I need all of the entries printed exactly.
╭─ The data
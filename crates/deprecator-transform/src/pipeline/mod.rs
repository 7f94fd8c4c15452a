//! Archive pipelines
//!
//! One function per mode, each turning an input archive into an output
//! archive:
//!
//! - [`process_binary_archive`]: streams entries, rewriting code units in place
//! - [`process_source_archive`]: extract to scratch, rewrite, repack

mod binary;
mod source;

pub use binary::process_binary_archive;
pub use source::process_source_archive;

use crate::error::{TransformError, TransformResult};
use crate::scratch::delete_recursively;
use std::fs::File;
use std::path::{Path, PathBuf};
use zip::CompressionMethod;

/// Reject jobs whose output would overwrite their input
///
/// # Errors
/// Returns [`TransformError::SameInputOutput`] when both paths name one file
pub fn ensure_distinct(input: &Path, output: &Path) -> TransformResult<()> {
    let same = match (input.canonicalize(), output.canonicalize()) {
        (Ok(a), Ok(b)) => a == b,
        _ => input == output,
    };
    if same {
        return Err(TransformError::SameInputOutput(input.to_path_buf()));
    }
    Ok(())
}

/// Compression for rewritten entries: stored stays stored, anything else deflates
pub(crate) fn rewrite_compression(original: CompressionMethod) -> CompressionMethod {
    match original {
        CompressionMethod::Stored => CompressionMethod::Stored,
        _ => CompressionMethod::Deflated,
    }
}

/// Output archive that is deleted unless the job commits it
pub(crate) struct PendingOutput {
    path: PathBuf,
    committed: bool,
}

impl PendingOutput {
    /// Remove a stale output and create a fresh file
    pub(crate) fn create(path: &Path) -> TransformResult<(Self, File)> {
        delete_recursively(path)?;
        if let Some(parent) = path.parent().filter(|p| !p.as_os_str().is_empty()) {
            std::fs::create_dir_all(parent).map_err(|e| TransformError::io_error(parent, e))?;
        }
        let file = File::create(path).map_err(|e| TransformError::io_error(path, e))?;
        Ok((
            Self {
                path: path.to_path_buf(),
                committed: false,
            },
            file,
        ))
    }

    pub(crate) fn commit(mut self) {
        self.committed = true;
    }
}

impl Drop for PendingOutput {
    fn drop(&mut self) {
        if self.committed {
            return;
        }
        tracing::debug!("Removing partial output {}", self.path.display());
        if let Err(e) = delete_recursively(&self.path) {
            tracing::warn!("Failed to remove partial output: {}", e);
        }
    }
}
╰─
_Answer to this problem_.
filename crates/deprecator-transform/src/pipeline/mod.rs
repository 7f94fd8c4c15452a
//! Archive pipelines
//!
//! One function per mode, each turning an input archive into an output
//! archive:
//!
//! - [`process_binary_archive`]: streams entries, rewriting code units in place
//! - [`process_source_archive`]: extract to scratch, rewrite, repack

mod binary;
mod source;

pub use binary::process_binary_archive;
pub use source::process_source_archive;

use crate::error::{TransformError, TransformResult};
use crate::scratch::delete_recursively;
use std::fs::File;
use std::path::{Path, PathBuf};
use zip::CompressionMethod;

/// Reject jobs whose output would overwrite their input
///
/// # Errors
/// Returns [`TransformError::SameInputOutput`] when both paths name one file
pub fn ensure_distinct(input: &Path, output: &Path) -> TransformResult<()> {
    let same = match (input.canonicalize(), output.canonicalize()) {
        (Ok(a), Ok(b)) => a == b,
        _ => input == output,
    };
    if same {
        return Err(TransformError::SameInputOutput(input.to_path_buf()));
    }
    Ok(())
}

/// Compression for rewritten entries: stored stays stored, anything else deflates
pub(crate) fn rewrite_compression(original: CompressionMethod) -> CompressionMethod {
    match original {
        CompressionMethod::Stored => CompressionMethod::Stored,
        _ => CompressionMethod::Deflated,
    }
}

/// Output archive that is deleted unless the job commits it
pub(crate) struct PendingOutput {
    path: PathBuf,
    committed: bool,
}

impl PendingOutput {
    /// Remove a stale output and create a fresh file
    pub(crate) fn create(path: &Path) -> TransformResult<(Self, File)> {
        delete_recursively(path)?;
        if let Some(parent) = path.parent().filter(|p| !p.as_os_str().is_empty()) {
            std::fs::create_dir_all(parent).map_err(|e| TransformError::io_error(parent, e))?;
        }
        let file = File::create(path).map_err(|e| TransformError::io_error(path, e))?;
        Ok((
            Self {
                path: path.to_path_buf(),
                committed: false,
            },
            file,
        ))
    }

    pub(crate) fn commit(mut self) {
        self.committed = true;
    }
}

impl Drop for PendingOutput {
    fn drop(&mut self) {
        if self.committed {
            return;
        }
        tracing::debug!("Removing partial output {}", self.path.display());
        if let Err(e) = delete_recursively(&self.path) {
            tracing::warn!("Failed to remove partial output: {}", e);
        }
    }
}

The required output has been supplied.